Less than a week after sowing the first seeds of the year, the garden cress has sprouted. In the morning, the sprouts were just peeking out of the soil. By evening, they were standing tall. In another week, I should be collecting the first harvest of the year. While the garden cress is growing strong, there's still no sign of any sage, thyme, or basil sprouts. Soon enough.
There were a lot of things sprouting at Seedy Saturday. Alongside all the seed, garlic, wildflower, rain barrel and vermi-composting displays, I was able to check out a unique greenhouse. These seedlings are all being grown by a local community food centre. It's more than just a food bank. The organization has a huge community garden. These seedlings will be transplanted there, cared for by volunteers, and eventually harvested to be used in community meals that feed hundreds of people.
The Seedy Saturday crowd was enormous. We were packed shoulder to shoulder and shuffled along at a snail's pace through the vendor area. It was so crowded that I found it difficult to browse the seed selections (bad for me but good for gardening!) I wasn't too disappointed though, knowing that I already had more seeds at home than I could possibly plant.
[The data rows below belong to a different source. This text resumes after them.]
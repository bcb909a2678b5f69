// SPDX-License-Identifier: Apache-2.0
// Copyright (c) 2026 Coact Contributors

//! Session descriptor and the state machine spec §4.2 defines:
//! `Created -> Running <-> Paused -> Terminated`, with an orthogonal
//! `Degraded` flag while `Running`.

use coact_core::CoreError;
use serde::{Deserialize, Serialize};

use crate::driver::EngineKind;

#[derive(Debug, Clone, Serialize, Deserialize)]
pub struct SessionDescriptor {
    pub session_id: String,
    pub engine: EngineKind,
    pub model_ref: String,
    pub width: u32,
    pub height: u32,
    pub fps: u32,
    pub headless: bool,
    pub created_at: u64,
}

#[derive(Debug, Clone, Copy, PartialEq, Eq, Serialize, Deserialize)]
#[serde(rename_all = "snake_case")]
pub enum SessionStatus {
    Created,
    Running,
    Paused,
    Terminated,
}

impl SessionStatus {
    /// Whether `verb` (`play|pause|reset|step|set_fps`) is legal from this status.
    pub fn allows(self, verb: ControlVerb) -> bool {
        use SessionStatus::*;
        match verb {
            ControlVerb::Reset => self != Terminated,
            ControlVerb::Play => matches!(self, Created | Paused | Running),
            ControlVerb::Pause => matches!(self, Running),
            ControlVerb::Step => matches!(self, Paused | Running),
            ControlVerb::SetFps(_) => self != Terminated,
        }
    }

    pub fn next(self, verb: ControlVerb) -> SessionStatus {
        use SessionStatus::*;
        match verb {
            ControlVerb::Reset => match self {
                Terminated => Terminated,
                _ => Created,
            },
            ControlVerb::Play => Running,
            ControlVerb::Pause => Paused,
            ControlVerb::Step => self,
            ControlVerb::SetFps(_) => self,
        }
    }
}

#[derive(Debug, Clone, Copy, PartialEq)]
pub enum ControlVerb {
    Play,
    Pause,
    Reset,
    Step,
    SetFps(u32),
}

impl ControlVerb {
    /// Parse a control-loop text command per spec §6
    /// (`play|pause|reset|step|set_fps <n>`).
    pub fn parse(text: &str) -> Result<Self, CoreError> {
        let mut parts = text.trim().split_whitespace();
        match parts.next() {
            Some("play") => Ok(Self::Play),
            Some("pause") => Ok(Self::Pause),
            Some("reset") => Ok(Self::Reset),
            Some("step") => Ok(Self::Step),
            Some("set_fps") => {
                let n: u32 = parts
                    .next()
                    .and_then(|s| s.parse().ok())
                    .ok_or_else(|| CoreError::invalid_input("set_fps requires a numeric argument"))?;
                Ok(Self::SetFps(n))
            }
            _ => Err(CoreError::invalid_input(format!("unknown control verb: {text}"))),
        }
    }
}

#[cfg(test)]
mod tests {
    use super::*;

    #[test]
    fn pause_illegal_unless_running() {
        assert!(!SessionStatus::Created.allows(ControlVerb::Pause));
        assert!(SessionStatus::Running.allows(ControlVerb::Pause));
    }

    #[test]
    fn reset_legal_from_any_non_terminal_state() {
        assert!(SessionStatus::Paused.allows(ControlVerb::Reset));
        assert!(!SessionStatus::Terminated.allows(ControlVerb::Reset));
    }

    #[test]
    fn parses_set_fps_argument() {
        assert_eq!(ControlVerb::parse("set_fps 30").unwrap(), ControlVerb::SetFps(30));
        assert!(ControlVerb::parse("set_fps").is_err());
        assert!(ControlVerb::parse("blink").is_err());
    }
}
// SPDX-License-Identifier: Apache-2.0
// Copyright (c) 2026 Coact Contributors

//! Response caching for idempotent GET requests (spec §4.5: "caches GET
//! responses for up to 5s, scoped per subject so one caller never sees
//! another's cached state").

use std::sync::Arc;
use std::time::Duration;

use bytes::Bytes;
use coact_substrate::{keys, Substrate};
use serde::{Deserialize, Serialize};

#[derive(Debug, Clone, Serialize, Deserialize)]
pub struct CachedResponse {
    pub status: u16,
    pub content_type: Option<String>,
    pub body: Vec<u8>,
}

pub fn key_for(subject: &str, path_and_query: &str) -> String {
    keys::response_cache("http", &format!("{subject}:{path_and_query}"))
}

pub async fn get(substrate: &Arc<dyn Substrate>, key: &str) -> Option<CachedResponse> {
    let raw = substrate.get(key).await.ok().flatten()?;
    serde_json::from_slice(&raw).ok()
}

pub async fn put(substrate: &Arc<dyn Substrate>, key: &str, response: &CachedResponse, ttl: Duration) {
    if let Ok(bytes) = serde_json::to_vec(response) {
        let _ = substrate.set(key, Bytes::from(bytes), Some(ttl)).await;
    }
}

#[cfg(test)]
mod tests {
    use super::*;
    use coact_substrate::MemorySubstrate;

    #[tokio::test]
    async fn round_trips_a_cached_response() {
        let sub: Arc<dyn Substrate> = Arc::new(MemorySubstrate::new());
        let key = key_for("u1", "/v1/simulations/s1/state");
        assert!(get(&sub, &key).await.is_none());

        let resp = CachedResponse { status: 200, content_type: Some("application/json".into()), body: b"{}".to_vec() };
        put(&sub, &key, &resp, Duration::from_secs(5)).await;

        let cached = get(&sub, &key).await.unwrap();
        assert_eq!(cached.status, 200);
        assert_eq!(cached.body, b"{}");
    }
}
// SPDX-License-Identifier: Apache-2.0
// Copyright (c) 2026 Coact Contributors

//! Reverse proxying to the three upstream components.
//!
//! The HTTP path is grounded in the teacher's `upstream::client::UpstreamClient`
//! (a thin `reqwest` wrapper that forwards bearer identity and JSON bodies).
//! The WebSocket path has no teacher counterpart — `ws_mux.rs` proxies client
//! *input* over HTTP POST rather than splicing raw frames — so it is built
//! directly on `tokio-tungstenite`, the one WS-client crate already in the
//! workspace dependency table with no caller, to pass through binary video
//! frames and CRDT update bytes without the gateway understanding them.

use axum::body::Bytes as AxumBytes;
use axum::extract::ws::{Message as AxumMessage, WebSocket};
use axum::http::{HeaderMap, Method, StatusCode};
use axum::response::{IntoResponse, Response};
use coact_core::{AuthClaim, CoreError};
use futures_util::{SinkExt, StreamExt};
use tokio_tungstenite::tungstenite::Message as UpstreamMessage;
use tracing::{debug, warn};

const FORWARDED_SUBJECT_HEADER: &str = "x-coact-subject";
const FORWARDED_SESSION_HEADER: &str = "x-coact-session";

fn fallback_response(status: StatusCode) -> Response {
    let mut resp = Response::new(axum::body::Body::empty());
    *resp.status_mut() = status;
    resp
}

/// Forward one HTTP request to `upstream_base`, preserving method, path,
/// query, headers (minus hop-by-hop ones) and body, and attaching the
/// resolved identity as `x-coact-subject`/`x-coact-session` so upstream
/// components never have to understand bearer tokens themselves.
pub async fn forward_http(
    client: &reqwest::Client,
    upstream_base: &str,
    claim: &AuthClaim,
    method: Method,
    path_and_query: &str,
    headers: &HeaderMap,
    body: AxumBytes,
) -> Response {
    let url = format!("{upstream_base}{path_and_query}");
    let reqwest_method = match reqwest::Method::from_bytes(method.as_str().as_bytes()) {
        Ok(m) => m,
        Err(_) => return CoreError::invalid_input("unsupported HTTP method").into_response(),
    };

    let mut builder = client.request(reqwest_method, &url);
    for (name, value) in headers.iter() {
        if matches!(name.as_str(), "host" | "content-length" | "authorization") {
            continue;
        }
        if let Ok(v) = value.to_str() {
            builder = builder.header(name.as_str(), v);
        }
    }
    builder = builder.header(FORWARDED_SUBJECT_HEADER, &claim.subject);
    if let Some(session_id) = &claim.session_id {
        builder = builder.header(FORWARDED_SESSION_HEADER, session_id);
    }
    builder = builder.body(body.to_vec());

    match builder.send().await {
        Ok(resp) => reqwest_response_to_axum(resp).await,
        Err(e) => {
            warn!(%url, error = %e, "upstream request failed");
            CoreError::unavailable(format!("upstream unavailable: {e}")).into_response()
        }
    }
}

async fn reqwest_response_to_axum(resp: reqwest::Response) -> Response {
    let status = resp.status();
    let headers = resp.headers().clone();
    let body = match resp.bytes().await {
        Ok(b) => b,
        Err(_) => return fallback_response(StatusCode::BAD_GATEWAY),
    };

    let mut builder = Response::builder().status(status.as_u16());
    for (name, value) in headers.iter() {
        if matches!(name.as_str(), "content-length" | "transfer-encoding" | "connection") {
            continue;
        }
        builder = builder.header(name.as_str(), value.as_bytes());
    }
    match builder.body(axum::body::Body::from(body)) {
        Ok(resp) => resp,
        Err(_) => fallback_response(StatusCode::BAD_GATEWAY),
    }
}

/// Splice a downstream (browser) websocket to an upstream one, relaying
/// frames verbatim in both directions until either side closes. Used for
/// the simulation frame stream, the signaling socket, and the document
/// sync socket alike — the gateway never decodes the frames it relays.
/// The resolved identity is forwarded on the upstream handshake request so
/// C2–C4 see the same `x-coact-subject`/`x-coact-session` headers the HTTP
/// proxy path attaches.
pub async fn splice_websocket(upstream_ws_url: String, claim: AuthClaim, downstream: WebSocket) {
    let handshake_request = match build_handshake_request(&upstream_ws_url, &claim) {
        Ok(req) => req,
        Err(e) => {
            warn!(url = %upstream_ws_url, error = %e, "failed to build upstream handshake request");
            return;
        }
    };

    let (upstream, _response) = match tokio_tungstenite::connect_async(handshake_request).await {
        Ok(pair) => pair,
        Err(e) => {
            warn!(url = %upstream_ws_url, error = %e, "failed to connect to upstream websocket");
            return;
        }
    };

    let (mut upstream_tx, mut upstream_rx) = upstream.split();
    let (mut downstream_tx, mut downstream_rx) = downstream.split();

    let upstream_to_downstream = async {
        while let Some(msg) = upstream_rx.next().await {
            let msg = match msg {
                Ok(m) => m,
                Err(e) => {
                    debug!(error = %e, "upstream websocket read error");
                    break;
                }
            };
            let Some(forwarded) = upstream_to_axum_message(msg) else { continue };
            if downstream_tx.send(forwarded).await.is_err() {
                break;
            }
        }
        let _ = downstream_tx.close().await;
    };

    let downstream_to_upstream = async {
        while let Some(msg) = downstream_rx.next().await {
            let msg = match msg {
                Ok(m) => m,
                Err(e) => {
                    debug!(error = %e, "downstream websocket read error");
                    break;
                }
            };
            let is_close = matches!(msg, AxumMessage::Close(_));
            if let Some(forwarded) = axum_to_upstream_message(msg) {
                if upstream_tx.send(forwarded).await.is_err() {
                    break;
                }
            }
            if is_close {
                break;
            }
        }
        let _ = upstream_tx.close().await;
    };

    tokio::join!(upstream_to_downstream, downstream_to_upstream);
}

/// Build the upstream handshake request, attaching forwarded-identity
/// headers via `tokio_tungstenite::tungstenite::handshake::client::Request`
/// (an `http::Request<()>`) rather than relying on query-string auth.
fn build_handshake_request(
    url: &str,
    claim: &AuthClaim,
) -> Result<tokio_tungstenite::tungstenite::handshake::client::Request, tokio_tungstenite::tungstenite::Error> {
    use tokio_tungstenite::tungstenite::client::IntoClientRequest;

    let mut request = url.into_client_request()?;
    let headers = request.headers_mut();
    if let Ok(value) = claim.subject.parse() {
        headers.insert(FORWARDED_SUBJECT_HEADER, value);
    }
    if let Some(session_id) = &claim.session_id {
        if let Ok(value) = session_id.parse() {
            headers.insert(FORWARDED_SESSION_HEADER, value);
        }
    }
    Ok(request)
}

fn upstream_to_axum_message(msg: UpstreamMessage) -> Option<AxumMessage> {
    match msg {
        UpstreamMessage::Text(t) => Some(AxumMessage::Text(t.as_str().to_owned().into())),
        UpstreamMessage::Binary(b) => Some(AxumMessage::Binary(b)),
        UpstreamMessage::Ping(p) => Some(AxumMessage::Ping(p)),
        UpstreamMessage::Pong(p) => Some(AxumMessage::Pong(p)),
        UpstreamMessage::Close(_) => Some(AxumMessage::Close(None)),
        UpstreamMessage::Frame(_) => None,
    }
}

fn axum_to_upstream_message(msg: AxumMessage) -> Option<UpstreamMessage> {
    match msg {
        AxumMessage::Text(t) => Some(UpstreamMessage::Text(t.as_str().to_owned().into())),
        AxumMessage::Binary(b) => Some(UpstreamMessage::Binary(b)),
        AxumMessage::Ping(p) => Some(UpstreamMessage::Ping(p)),
        AxumMessage::Pong(p) => Some(UpstreamMessage::Pong(p)),
        AxumMessage::Close(_) => Some(UpstreamMessage::Close(None)),
    }
}
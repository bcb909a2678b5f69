// SPDX-License-Identifier: Apache-2.0
// Copyright (c) 2026 Coact Contributors

//! Test harness for end-to-end binary smoke tests: spawns the real
//! `coact-gateway`/`coact-sim`/`coact-signal`/`coact-docs` binaries as
//! subprocesses and exercises them over HTTP and WebSocket, the way a real
//! deployment composes the four services behind the edge gateway.

use std::path::{Path, PathBuf};
use std::process::{Child, Command, Stdio};
use std::time::Duration;

use base64::Engine;

/// Resolve the path to one of the workspace's compiled binaries.
pub fn binary_path(name: &str) -> PathBuf {
    let manifest = Path::new(env!("CARGO_MANIFEST_DIR"));
    // tests/specs -> tests -> workspace root
    let workspace = manifest.parent().and_then(|p| p.parent()).unwrap_or(manifest);
    workspace.join("target").join("debug").join(name)
}

/// Find a free TCP port by binding to :0 then releasing it.
pub fn free_port() -> anyhow::Result<u16> {
    let listener = std::net::TcpListener::bind("127.0.0.1:0")?;
    Ok(listener.local_addr()?.port())
}

/// A running coordination-plane component, killed on drop.
pub struct ServiceProcess {
    child: Child,
    port: u16,
}

impl ServiceProcess {
    /// Spawn `binary` bound to a fresh local port, pointed at
    /// `substrate_url` (pass `"memory"` for a single-process harness, or a
    /// real `redis://` URL — see [`test_redis_url`] — for scenarios where
    /// more than one spawned process must see the same substrate state).
    pub fn spawn(
        binary: &str,
        host_env: &str,
        port_env: &str,
        substrate_url: &str,
        node_id: &str,
        extra_env: &[(&str, &str)],
    ) -> anyhow::Result<Self> {
        let path = binary_path(binary);
        anyhow::ensure!(path.exists(), "{binary} binary not found at {}", path.display());

        let port = free_port()?;
        let mut command = Command::new(&path);
        command
            .env(host_env, "127.0.0.1")
            .env(port_env, port.to_string())
            .env("SUBSTRATE_URL", substrate_url)
            .env("NODE_ID", node_id)
            .stdout(Stdio::null())
            .stderr(Stdio::null());
        for (k, v) in extra_env {
            command.env(k, v);
        }

        let child = command.spawn()?;
        Ok(Self { child, port })
    }

    pub fn port(&self) -> u16 {
        self.port
    }

    pub fn base_url(&self) -> String {
        format!("http://127.0.0.1:{}", self.port)
    }

    pub fn ws_base_url(&self) -> String {
        format!("ws://127.0.0.1:{}", self.port)
    }

    pub async fn wait_healthy(&self, timeout: Duration) -> anyhow::Result<()> {
        let deadline = tokio::time::Instant::now() + timeout;
        let client = reqwest::Client::new();
        let url = format!("{}/health", self.base_url());
        loop {
            if tokio::time::Instant::now() > deadline {
                anyhow::bail!("service did not become healthy within {timeout:?}");
            }
            if let Ok(resp) = client.get(&url).send().await {
                if resp.status().is_success() {
                    return Ok(());
                }
            }
            tokio::time::sleep(Duration::from_millis(50)).await;
        }
    }
}

impl Drop for ServiceProcess {
    fn drop(&mut self) {
        let _ = self.child.kill();
        let _ = self.child.wait();
    }
}

/// The Redis URL to run multi-node scenarios against, if the environment
/// provides one. A `"memory"` substrate is private to the process that
/// created it, so anything exercising genuinely cross-node behavior (lease
/// takeover after a node dies, a rate limit enforced across two gateway
/// instances) needs a substrate shared by every spawned binary; those tests
/// are `#[ignore]`d unless this is set.
pub fn test_redis_url() -> Option<String> {
    std::env::var("COACT_TEST_REDIS_URL").ok()
}

/// Build a bearer token the way the (out-of-scope) identity provider would:
/// URL-safe base64 over the claim's JSON encoding. Tests act as their own
/// IdP stand-in since the gateway never verifies a signature (spec §1).
pub fn bearer_token(subject: &str, jti: &str, exp_unix_secs: u64) -> String {
    let claim = serde_json::json!({
        "subject": subject,
        "session_id": serde_json::Value::Null,
        "jti": jti,
        "exp": exp_unix_secs,
    });
    let bytes = serde_json::to_vec(&claim).unwrap_or_default();
    base64::engine::general_purpose::URL_SAFE_NO_PAD.encode(bytes)
}

pub fn far_future_unix_secs() -> u64 {
    4_102_444_800 // 2100-01-01T00:00:00Z, fixed so tests don't depend on the clock
}
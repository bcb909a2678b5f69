// SPDX-License-Identifier: Apache-2.0
// Copyright (c) 2026 Coact Contributors

//! Wire framing for `WS /documents/{workspace_id}/{path}` (spec §6):
//! "binary CRDT protocol framing ... awareness messages on a sideband
//! subprotocol". Framed the way the y-websocket reference provider does —
//! one leading tag byte distinguishing a CRDT sync frame from an awareness
//! frame on the same binary connection, rather than a second subprotocol.

use serde::{Deserialize, Serialize};
use thiserror::Error;

const TAG_SYNC: u8 = 0;
const TAG_AWARENESS: u8 = 1;

#[derive(Debug, Error)]
pub enum FrameError {
    #[error("empty frame")]
    Empty,
    #[error("unknown frame tag: {0}")]
    UnknownTag(u8),
}

/// A single frame exchanged over the document WebSocket.
#[derive(Debug, Clone)]
pub enum DocFrame {
    /// A yrs update: either the initial full-state push on connect, or an
    /// incremental update produced by a local edit.
    Sync(Vec<u8>),
    /// A JSON-encoded [`AwarenessUpdate`].
    Awareness(Vec<u8>),
}

impl DocFrame {
    pub fn encode(&self) -> Vec<u8> {
        let (tag, body) = match self {
            DocFrame::Sync(bytes) => (TAG_SYNC, bytes.as_slice()),
            DocFrame::Awareness(bytes) => (TAG_AWARENESS, bytes.as_slice()),
        };
        let mut out = Vec::with_capacity(1 + body.len());
        out.push(tag);
        out.extend_from_slice(body);
        out
    }

    pub fn decode(raw: &[u8]) -> Result<Self, FrameError> {
        let (tag, body) = raw.split_first().ok_or(FrameError::Empty)?;
        match *tag {
            TAG_SYNC => Ok(DocFrame::Sync(body.to_vec())),
            TAG_AWARENESS => Ok(DocFrame::Awareness(body.to_vec())),
            other => Err(FrameError::UnknownTag(other)),
        }
    }
}

/// One client's presence: cursor, selection, and arbitrary user metadata
/// (spec §3 "awareness map `client_id -> {cursor, selection, user
/// metadata}`"). Opaque beyond that shape — the document service never
/// interprets cursor/selection values, just stores and relays them.
#[derive(Debug, Clone, Serialize, Deserialize)]
pub struct AwarenessState {
    pub client_id: String,
    #[serde(skip_serializing_if = "Option::is_none")]
    pub cursor: Option<serde_json::Value>,
    #[serde(skip_serializing_if = "Option::is_none")]
    pub selection: Option<serde_json::Value>,
    #[serde(skip_serializing_if = "Option::is_none")]
    pub user: Option<serde_json::Value>,
}

/// A relay envelope published to a cross-node channel (awareness or sync).
/// `origin_node` is the dedup sentinel from spec §4.4/§9: "every locally
/// generated awareness update must be tagged with a node-scoped origin
/// marker, and the subscriber must ignore messages whose origin matches
/// its own node."
#[derive(Debug, Clone, Serialize, Deserialize)]
pub struct RelayEnvelope {
    pub origin_node: String,
    pub doc_id: String,
    pub payload: Vec<u8>,
}

#[cfg(test)]
mod tests {
    use super::*;

    #[test]
    fn round_trips_sync_frame() {
        let frame = DocFrame::Sync(vec![1, 2, 3]);
        let encoded = frame.encode();
        match DocFrame::decode(&encoded).unwrap() {
            DocFrame::Sync(bytes) => assert_eq!(bytes, vec![1, 2, 3]),
            DocFrame::Awareness(_) => panic!("wrong variant"),
        }
    }

    #[test]
    fn rejects_unknown_tag() {
        assert!(DocFrame::decode(&[9, 1, 2]).is_err());
    }

    #[test]
    fn rejects_empty_frame() {
        assert!(DocFrame::decode(&[]).is_err());
    }
}
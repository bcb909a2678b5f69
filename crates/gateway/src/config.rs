// SPDX-License-Identifier: Apache-2.0
// Copyright (c) 2026 Coact Contributors

/// Configuration for the edge gateway (spec §4.5): substrate access plus
/// the static upstream routing table and the per-route-class rate limit
/// and response-cache parameters.
#[derive(Debug, Clone, clap::Args)]
pub struct GatewayConfig {
    #[command(flatten)]
    pub substrate: coact_substrate::SubstrateConfig,

    #[arg(long, default_value = "0.0.0.0", env = "COACT_GATEWAY_HOST")]
    pub host: String,

    #[arg(long, default_value_t = 8100, env = "COACT_GATEWAY_PORT")]
    pub port: u16,

    /// Base URL of one simulation-service (C2) node. In a real deployment
    /// this would resolve through a load balancer or service mesh; the
    /// gateway itself does no upstream health tracking (spec §4.5: "does
    /// not pin clients to specific upstream nodes").
    #[arg(long, default_value = "http://127.0.0.1:8101", env = "COACT_UPSTREAM_SIM")]
    pub upstream_sim: String,

    #[arg(long, default_value = "http://127.0.0.1:8102", env = "COACT_UPSTREAM_SIGNAL")]
    pub upstream_signal: String,

    #[arg(long, default_value = "http://127.0.0.1:8103", env = "COACT_UPSTREAM_DOCS")]
    pub upstream_docs: String,

    /// Requests admitted per rate-limit window, per `(subject, route-class)`.
    #[arg(long, default_value_t = 100, env = "COACT_GATEWAY_RATE_LIMIT_CAPACITY")]
    pub rate_limit_capacity: i64,

    /// Rate-limit window, in milliseconds.
    #[arg(long, default_value_t = 1000, env = "COACT_GATEWAY_RATE_LIMIT_WINDOW_MS")]
    pub rate_limit_window_ms: u64,

    /// TTL for cached GET responses (spec §4.5: "≤ 5 s").
    #[arg(long, default_value_t = 5000, env = "COACT_GATEWAY_CACHE_TTL_MS")]
    pub cache_ttl_ms: u64,

    /// TTL ceiling for cached bearer-token validation (spec §4.5: "TTL =
    /// min(remaining token lifetime, 60s)").
    #[arg(long, default_value_t = 60, env = "COACT_GATEWAY_AUTH_CACHE_MAX_SECS")]
    pub auth_cache_max_secs: u64,
}

impl GatewayConfig {
    pub fn rate_limit_window(&self) -> std::time::Duration {
        std::time::Duration::from_millis(self.rate_limit_window_ms)
    }

    pub fn cache_ttl(&self) -> std::time::Duration {
        std::time::Duration::from_millis(self.cache_ttl_ms)
    }

    pub fn auth_cache_max(&self) -> std::time::Duration {
        std::time::Duration::from_secs(self.auth_cache_max_secs)
    }
}
// SPDX-License-Identifier: Apache-2.0
// Copyright (c) 2026 Coact Contributors

use std::sync::Arc;

use clap::Parser;
use tracing::error;

use coact_gateway::{http, GatewayConfig, GatewayState};

#[derive(Parser)]
#[command(name = "coact-gateway", version, about = "Coordination-plane edge gateway.")]
struct Cli {
    #[command(flatten)]
    config: GatewayConfig,
}

#[tokio::main]
async fn main() {
    let cli = Cli::parse();
    let config = cli.config;

    tracing_subscriber::fmt()
        .with_env_filter(
            tracing_subscriber::EnvFilter::try_from_default_env()
                .unwrap_or_else(|_| tracing_subscriber::EnvFilter::new("info")),
        )
        .json()
        .init();

    let node_id = config.substrate.resolve_node_id();
    let substrate = match coact_substrate::connect(&config.substrate).await {
        Ok(s) => s,
        Err(e) => {
            error!("substrate unavailable at startup: {e}");
            std::process::exit(2);
        }
    };

    let addr = format!("{}:{}", config.host, config.port);
    let state = Arc::new(GatewayState::new(substrate, config, node_id.to_string()));
    let router = http::router(state);

    tracing::info!(%addr, "coact-gateway listening");

    let listener = match tokio::net::TcpListener::bind(&addr).await {
        Ok(l) => l,
        Err(e) => {
            error!("failed to bind {addr}: {e}");
            std::process::exit(1);
        }
    };

    let cancel = tokio_util::sync::CancellationToken::new();
    let shutdown_signal = cancel.clone();
    tokio::spawn(async move {
        let _ = tokio::signal::ctrl_c().await;
        shutdown_signal.cancel();
    });

    if let Err(e) = axum::serve(listener, router).with_graceful_shutdown(cancel.cancelled_owned()).await {
        error!("fatal: {e}");
        std::process::exit(1);
    }
}
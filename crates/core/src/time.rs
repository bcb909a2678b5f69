// SPDX-License-Identifier: Apache-2.0
// Copyright (c) 2026 Coact Contributors

/// Current time as epoch milliseconds, used for every wire timestamp
/// (heartbeats, cache fetch times, lease bookkeeping).
pub fn epoch_ms() -> u64 {
    std::time::SystemTime::now()
        .duration_since(std::time::UNIX_EPOCH)
        .unwrap_or_default()
        .as_millis() as u64
}
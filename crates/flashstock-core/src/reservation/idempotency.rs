use std::time::Duration;

use tracing::debug;

use crate::cache::{HotStore, Keys};
use crate::error::Result;

use super::models::ReserveOutcome;

const PENDING_SENTINEL: &str = "<pending>";
const POLL_ATTEMPTS: u32 = 20;
const POLL_DELAY_MS: u64 = 50;

/// Outcome of consulting the idempotency mapping before a `reserve` call.
pub enum SlotOutcome {
    /// A prior call already completed; return its cached response.
    Hit(ReserveOutcome),
    /// This call acquired the slot and must perform the reserve itself.
    Acquired,
    /// A concurrent call is still in flight and never finished within the
    /// poll bound; proceed with a fresh reserve (the accepted "two
    /// decrements for one fingerprint" failure mode).
    StillPending,
}

/// Consults, and if necessary acquires, the idempotency slot for a
/// `(user_id, fingerprint)` pair. Must be called before the underlying
/// `reserve`.
pub async fn acquire_slot(
    store: &HotStore,
    user_id: &str,
    fingerprint: &str,
    ttl_seconds: u64,
) -> Result<SlotOutcome> {
    let key = Keys::idempotency(user_id, fingerprint);

    if store.set_nx_ex(&key, PENDING_SENTINEL, ttl_seconds).await? {
        return Ok(SlotOutcome::Acquired);
    }

    for _ in 0..POLL_ATTEMPTS {
        match store.get(&key).await? {
            Some(value) if value == PENDING_SENTINEL => {
                tokio::time::sleep(Duration::from_millis(POLL_DELAY_MS)).await;
            }
            Some(value) => {
                let outcome: ReserveOutcome = serde_json::from_str(&value)?;
                return Ok(SlotOutcome::Hit(outcome));
            }
            None => {
                // slot was abandoned (the original caller's reserve failed);
                // try to take it over.
                if store.set_nx_ex(&key, PENDING_SENTINEL, ttl_seconds).await? {
                    return Ok(SlotOutcome::Acquired);
                }
            }
        }
    }

    debug!(user_id, fingerprint, "idempotency slot still pending after poll bound");
    Ok(SlotOutcome::StillPending)
}

/// Records a successful `reserve` result under the fingerprint slot.
pub async fn complete(
    store: &HotStore,
    user_id: &str,
    fingerprint: &str,
    outcome: &ReserveOutcome,
    ttl_seconds: u64,
) -> Result<()> {
    let key = Keys::idempotency(user_id, fingerprint);
    let value = serde_json::to_string(outcome)?;
    store.setex(&key, ttl_seconds, &value).await
}

/// Releases the fingerprint slot after a failed `reserve` so the client can
/// retry with the same fingerprint.
pub async fn abandon(store: &HotStore, user_id: &str, fingerprint: &str) -> Result<()> {
    let key = Keys::idempotency(user_id, fingerprint);
    store.del(&key).await?;
    Ok(())
}

#[cfg(test)]
mod tests {
    use super::*;

    #[test]
    fn slot_key_shape() {
        assert_eq!(Keys::idempotency("u1", "fp1"), "idempotency:u1:fp1");
    }
}
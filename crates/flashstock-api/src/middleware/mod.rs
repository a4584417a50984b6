pub mod auth;
pub mod rate_limit;

pub use auth::{auth_middleware, AuthContext, IdentityProvider, JwtIdentityProvider};
pub use rate_limit::{rate_limit_middleware, RateLimiter, RedisRateLimiter};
Even so, it didn't feel right walking away with nothing. When I found the booth for the North American Native Plant Society, I waited patiently and inched ever closer to the seeds. I came away with some sweet joe-pye, helenium, golden alexanders, great blue lobelia, and tall ironweed. I already know where they are going in the garden. A weekend of seeds and sprouts was a great way to bid adieu to February and welcome March.